NEW YORK, Aug 13 (Reuters) - The Dow Industrial and S&P 500 edged up to closing records on Friday and notched a second straight week of gains, buoyed by a climb in Walt Disney shares, but a sharp drop in consumer sentiment kept gains in check.  Walt Disney (DIS.N) rose 1.00% as one of the biggest boosts to both the Dow and benchmark S&P index after its profit topped market expectations as its streaming services added more customers than expected and its pandemic-hit U.S. theme parks returned to profitability. read more  But a report from the University of Michigan dented optimism after it showed the university's preliminary consumer sentiment index fell to 70.2, its lowest level in a decade, suggesting that the Delta variant of the coronavirus was impacting consumers. read more

"That is concerning, the consumer is by all accounts in an extremely strong position but there is this kind of COVID fatigue that is really starting to wear on people’s sentiment," said Ross Mayfield, investment strategist at Baird in Louisville, Kentucky.  "Regardless of lockdown or full reopen, the consumer is healthy enough to spend and kind of keep the economy afloat, it will be different names and different sectors that become the beneficiaries of it."

The report sent the yield on the 10-year U.S. Treasury note lower and in turn helped lift mega-cap growth names, such as Microsoft Corp (MSFT.O), up 1.05%, while online retail giant Amazon (AMZN.O) slipped 0.29%.

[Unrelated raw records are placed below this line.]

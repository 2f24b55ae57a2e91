//! Manual approval gate between pipeline stages.
//!
//! An approval stage registers its run with the gate and waits; an
//! operator's signal (usually through the REST API) completes the wait.

use std::collections::HashMap;
use std::sync::{Arc, Mutex};
use std::time::Duration;

use serde::{Deserialize, Serialize};
use tokio::sync::oneshot;
use tracing::{debug, info};

use cutover_core::RunId;

use crate::error::{PipelineError, PipelineResult};

#[derive(Debug, Clone, Copy, PartialEq, Eq, Serialize, Deserialize)]
#[serde(rename_all = "snake_case")]
pub enum ApprovalDecision {
    Approve,
    Reject,
}

/// An operator's answer to a pending approval.
#[derive(Debug, Clone, PartialEq, Eq, Serialize, Deserialize)]
pub struct ApprovalSignal {
    pub decision: ApprovalDecision,
    #[serde(default)]
    pub comment: Option<String>,
    #[serde(default)]
    pub actor: Option<String>,
}

impl ApprovalSignal {
    pub fn approve() -> Self {
        Self {
            decision: ApprovalDecision::Approve,
            comment: None,
            actor: None,
        }
    }

    pub fn reject(comment: impl Into<String>) -> Self {
        Self {
            decision: ApprovalDecision::Reject,
            comment: Some(comment.into()),
            actor: None,
        }
    }
}

#[derive(Debug, Clone, PartialEq, Eq)]
pub enum ApprovalOutcome {
    Approved(ApprovalSignal),
    Rejected(ApprovalSignal),
    TimedOut,
    /// The gate dropped the pending approval without an answer.
    Abandoned,
}

/// Pending approvals keyed by run.
#[derive(Clone, Default)]
pub struct ApprovalGate {
    pending: Arc<Mutex<HashMap<RunId, oneshot::Sender<ApprovalSignal>>>>,
}

impl ApprovalGate {
    pub fn new() -> Self {
        Self::default()
    }

    /// Open an approval for `run_id`. Replaces any earlier one for the run.
    pub fn register(&self, run_id: &str) -> oneshot::Receiver<ApprovalSignal> {
        let (tx, rx) = oneshot::channel();
        self.pending
            .lock()
            .expect("approvals lock")
            .insert(run_id.to_string(), tx);
        rx
    }

    /// Deliver an operator's decision.
    pub fn signal(&self, run_id: &str, signal: ApprovalSignal) -> PipelineResult<()> {
        let tx = self
            .pending
            .lock()
            .expect("approvals lock")
            .remove(run_id)
            .ok_or_else(|| PipelineError::NoPendingApproval(run_id.to_string()))?;
        info!(
            run = run_id,
            decision = ?signal.decision,
            actor = signal.actor.as_deref().unwrap_or("unknown"),
            "approval signalled"
        );
        tx.send(signal)
            .map_err(|_| PipelineError::NoPendingApproval(run_id.to_string()))
    }

    /// Drop the pending approval for `run_id` without a decision.
    ///
    /// A waiter sees [`ApprovalOutcome::Abandoned`]. Returns whether an
    /// approval was pending.
    pub fn cancel(&self, run_id: &str) -> bool {
        let removed = self
            .pending
            .lock()
            .expect("approvals lock")
            .remove(run_id)
            .is_some();
        if removed {
            debug!(run = run_id, "pending approval withdrawn");
        }
        removed
    }

    /// Runs currently waiting for a decision.
    pub fn pending(&self) -> Vec<RunId> {
        let mut runs: Vec<RunId> = self
            .pending
            .lock()
            .expect("approvals lock")
            .keys()
            .cloned()
            .collect();
        runs.sort();
        runs
    }

    pub fn is_pending(&self, run_id: &str) -> bool {
        self.pending
            .lock()
            .expect("approvals lock")
            .contains_key(run_id)
    }

    /// Wait for the decision on `run_id`, at most `timeout` when set.
    pub async fn wait(
        &self,
        run_id: &str,
        rx: oneshot::Receiver<ApprovalSignal>,
        timeout: Option<Duration>,
    ) -> ApprovalOutcome {
        let received = match timeout {
            Some(limit) => match tokio::time::timeout(limit, rx).await {
                Ok(received) => received,
                Err(_) => {
                    self.pending.lock().expect("approvals lock").remove(run_id);
                    return ApprovalOutcome::TimedOut;
                }
            },
            None => rx.await,
        };

        match received {
            Ok(signal) if signal.decision == ApprovalDecision::Approve => {
                ApprovalOutcome::Approved(signal)
            }
            Ok(signal) => ApprovalOutcome::Rejected(signal),
            Err(_) => ApprovalOutcome::Abandoned,
        }
    }
}
//! cutover.toml configuration parser.

use std::collections::HashSet;
use std::path::{Path, PathBuf};
use std::time::Duration;

use anyhow::{bail, Context};
use serde::{Deserialize, Serialize};

use crate::duration::parse_duration;
use crate::types::{DeploymentConfig, ServiceRef, TargetRef};

/// Names of the deployment configs that are always available.
pub const BUILTIN_CONFIG_NAMES: [&str; 4] = [
    "Canary50Percent48Hours",
    "Canary50Percent2Minutes",
    "Canary10Percent5Minutes",
    "AllAtOnce",
];

#[derive(Debug, Clone, Serialize, Deserialize)]
pub struct CutoverConfig {
    pub daemon: Option<DaemonConfig>,
    pub rollout: Option<RolloutConfig>,
    pub approval: Option<ApprovalConfig>,
    pub source: Option<SourceConfig>,
    pub pipeline: Option<PipelineConfig>,
    #[serde(default, skip_serializing_if = "Vec::is_empty")]
    pub deployment_configs: Vec<DeploymentConfig>,
    pub groups: Vec<GroupConfig>,
}

#[derive(Debug, Clone, Serialize, Deserialize)]
pub struct DaemonConfig {
    pub port: Option<u16>,
    pub data_dir: Option<PathBuf>,
}

#[derive(Debug, Clone, Default, Serialize, Deserialize)]
pub struct RolloutConfig {
    pub hook_timeout: Option<String>,
    pub propagation_delay: Option<String>,
    pub write_attempts: Option<u32>,
    pub backoff_base: Option<String>,
    pub backoff_max: Option<String>,
    pub bake_overrun_limit: Option<String>,
}

#[derive(Debug, Clone, Serialize, Deserialize)]
pub struct ApprovalConfig {
    /// Unset means an approval waits indefinitely.
    pub timeout: Option<String>,
}

#[derive(Debug, Clone, Serialize, Deserialize)]
pub struct SourceConfig {
    /// Directory holding `taskdef.json` and `appspec-<group>.yaml` files.
    pub path: PathBuf,
    pub image: String,
    /// Account id substituted into ARNs of the task spec template.
    pub account: Option<String>,
}

#[derive(Debug, Clone, Serialize, Deserialize)]
pub struct PipelineConfig {
    pub name: String,
    pub latest_group: String,
    pub stable_group: String,
    pub readiness_timeout: Option<String>,
    pub readiness_poll: Option<String>,
}

#[derive(Debug, Clone, Serialize, Deserialize)]
pub struct GroupConfig {
    pub id: String,
    pub cluster: String,
    pub service: String,
    /// The two target groups of the pair; the first starts as primary.
    pub targets: [String; 2],
    pub deployment_config: String,
    pub hook: Option<HookConfig>,
    pub promotion: Option<PromotionConfig>,
}

#[derive(Debug, Clone, Serialize, Deserialize)]
pub struct HookConfig {
    /// `host:port` of the hook endpoint.
    pub address: String,
    pub path: String,
    /// Checkpoints the hook is consulted at; all of them when unset.
    pub checkpoints: Option<Vec<String>>,
}

#[derive(Debug, Clone, Serialize, Deserialize)]
pub struct PromotionConfig {
    pub checkpoint: String,
    pub rules: Vec<RulePriorityConfig>,
    pub scale_down: Option<ServiceTargetConfig>,
}

#[derive(Debug, Clone, Serialize, Deserialize)]
pub struct RulePriorityConfig {
    pub rule: String,
    pub priority: u32,
}

#[derive(Debug, Clone, Serialize, Deserialize)]
pub struct ServiceTargetConfig {
    pub cluster: String,
    pub service: String,
}

impl GroupConfig {
    pub fn service_ref(&self) -> ServiceRef {
        ServiceRef::new(&self.cluster, &self.service)
    }

    pub fn target_refs(&self) -> (TargetRef, TargetRef) {
        (
            TargetRef::new(&self.targets[0]),
            TargetRef::new(&self.targets[1]),
        )
    }
}

impl CutoverConfig {
    pub fn from_file(path: &Path) -> anyhow::Result<Self> {
        let content = std::fs::read_to_string(path)
            .with_context(|| format!("reading {}", path.display()))?;
        Self::from_toml_str(&content)
    }

    pub fn from_toml_str(content: &str) -> anyhow::Result<Self> {
        let config: CutoverConfig = toml::from_str(content)?;
        config.validate()?;
        Ok(config)
    }

    pub fn to_toml_string(&self) -> anyhow::Result<String> {
        Ok(toml::to_string_pretty(self)?)
    }

    /// Check cross-references and value ranges.
    pub fn validate(&self) -> anyhow::Result<()> {
        let mut seen = HashSet::new();
        for cfg in &self.deployment_configs {
            if cfg.canary_percentage > 100 {
                bail!(
                    "deployment config {}: canary_percentage {} exceeds 100",
                    cfg.name,
                    cfg.canary_percentage
                );
            }
            if !seen.insert(cfg.name.as_str()) {
                bail!("duplicate deployment config: {}", cfg.name);
            }
        }

        let mut group_ids = HashSet::new();
        for group in &self.groups {
            if !group_ids.insert(group.id.as_str()) {
                bail!("duplicate group: {}", group.id);
            }
            if group.targets[0] == group.targets[1] {
                bail!("group {}: both targets are {}", group.id, group.targets[0]);
            }
            let known = BUILTIN_CONFIG_NAMES.contains(&group.deployment_config.as_str())
                || seen.contains(group.deployment_config.as_str());
            if !known {
                bail!(
                    "group {}: unknown deployment config {}",
                    group.id,
                    group.deployment_config
                );
            }
        }

        if let Some(pipeline) = &self.pipeline {
            for id in [&pipeline.latest_group, &pipeline.stable_group] {
                if !group_ids.contains(id.as_str()) {
                    bail!("pipeline {}: unknown group {id}", pipeline.name);
                }
            }
            if pipeline.latest_group == pipeline.stable_group {
                bail!("pipeline {}: latest and stable group are the same", pipeline.name);
            }
        }

        for (name, value) in self.duration_fields() {
            if let Some(v) = value {
                if parse_duration(v).is_none() {
                    bail!("{name}: invalid duration {v:?}");
                }
            }
        }
        Ok(())
    }

    fn duration_fields(&self) -> Vec<(&'static str, Option<&str>)> {
        let rollout = self.rollout.as_ref();
        let pipeline = self.pipeline.as_ref();
        vec![
            ("rollout.hook_timeout", rollout.and_then(|r| r.hook_timeout.as_deref())),
            ("rollout.propagation_delay", rollout.and_then(|r| r.propagation_delay.as_deref())),
            ("rollout.backoff_base", rollout.and_then(|r| r.backoff_base.as_deref())),
            ("rollout.backoff_max", rollout.and_then(|r| r.backoff_max.as_deref())),
            ("rollout.bake_overrun_limit", rollout.and_then(|r| r.bake_overrun_limit.as_deref())),
            ("approval.timeout", self.approval.as_ref().and_then(|a| a.timeout.as_deref())),
            ("pipeline.readiness_timeout", pipeline.and_then(|p| p.readiness_timeout.as_deref())),
            ("pipeline.readiness_poll", pipeline.and_then(|p| p.readiness_poll.as_deref())),
        ]
    }

    pub fn port(&self) -> u16 {
        self.daemon.as_ref().and_then(|d| d.port).unwrap_or(8480)
    }

    pub fn data_dir(&self) -> PathBuf {
        self.daemon
            .as_ref()
            .and_then(|d| d.data_dir.clone())
            .unwrap_or_else(|| PathBuf::from("/var/lib/cutover"))
    }

    /// Approval timeout, `None` when approvals wait indefinitely.
    pub fn approval_timeout(&self) -> Option<Duration> {
        self.approval
            .as_ref()
            .and_then(|a| a.timeout.as_deref())
            .and_then(parse_duration)
    }

    pub fn group(&self, id: &str) -> Option<&GroupConfig> {
        self.groups.iter().find(|g| g.id == id)
    }

    /// Scaffold the two-group latest/stable layout.
    pub fn scaffold(image: &str) -> Self {
        let group = |id: &str, cfg: &str| GroupConfig {
            id: id.to_string(),
            cluster: "main".to_string(),
            service: id.to_string(),
            targets: [
                format!("{id}-target-a"),
                format!("{id}-target-b"),
            ],
            deployment_config: cfg.to_string(),
            hook: None,
            promotion: None,
        };

        CutoverConfig {
            daemon: Some(DaemonConfig {
                port: Some(8480),
                data_dir: Some(PathBuf::from("/var/lib/cutover")),
            }),
            rollout: Some(RolloutConfig {
                hook_timeout: Some("30s".to_string()),
                propagation_delay: Some("5s".to_string()),
                write_attempts: Some(5),
                backoff_base: Some("1s".to_string()),
                backoff_max: Some("30s".to_string()),
                bake_overrun_limit: Some("15m".to_string()),
            }),
            approval: Some(ApprovalConfig {
                timeout: Some("72h".to_string()),
            }),
            source: Some(SourceConfig {
                path: PathBuf::from("./assets"),
                image: image.to_string(),
                account: None,
            }),
            pipeline: Some(PipelineConfig {
                name: "multi-stage-canary".to_string(),
                latest_group: "latest".to_string(),
                stable_group: "stable".to_string(),
                readiness_timeout: Some("5m".to_string()),
                readiness_poll: Some("5s".to_string()),
            }),
            deployment_configs: Vec::new(),
            groups: vec![
                group("latest", "Canary50Percent2Minutes"),
                group("stable", "Canary50Percent2Minutes"),
            ],
        }
    }
}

The Dow Jones Industrial Average (.DJI) rose 15.53 points, or 0.04%, to 35,515.38, the S&P 500 (.SPX) gained 7.17 points, or 0.16%, to 4,468 and the Nasdaq Composite (.IXIC) added 6.64 points, or 0.04%, to 14,822.90.  For the week, the Dow gained 0.87%, the S&P 500 advanced 0.71% and the Nasdaq slipped 0.09%.

U.S. stocks have managed to slowly grind to new highs over the past few sessions as investor confidence in economic recovery was bolstered by a strong earnings season, the passage of a large infrastructure bill and data showing inflation may be increasing at a slower pace than feared.

In the wake of new data from earlier this week that showed consumer price increases slowed in July, while producer prices posted their biggest annual rise in more than a decade, investors are now looking ahead to the meeting of central bankers in Jackson Hole, Wyoming, later this month for cues on policy.  In recent days, several Fed officials said it is nearly time for the central bank to begin pulling back on its monetary support, including the tapering of its asset purchases. read more

DoorDash Inc (DASH.N) rose 3.50% in choppy trading after the food-delivery firm's loss widened more than expected in the second quarter. read more  Airbnb Inc (ABNB.O) gained 1.07% as it recovered from earlier declines, after it flagged a hit to its current-quarter bookings by the Delta variant and a slowing pace of U.S. vaccination. read more

Volume on U.S. exchanges was 7.99 billion shares, compared with the 9.42 billion average for the full session over the last 20 trading days.

The S&P 500 posted 60 new 52-week highs and no new lows; the Nasdaq Composite recorded 87 new highs and 159 new lows.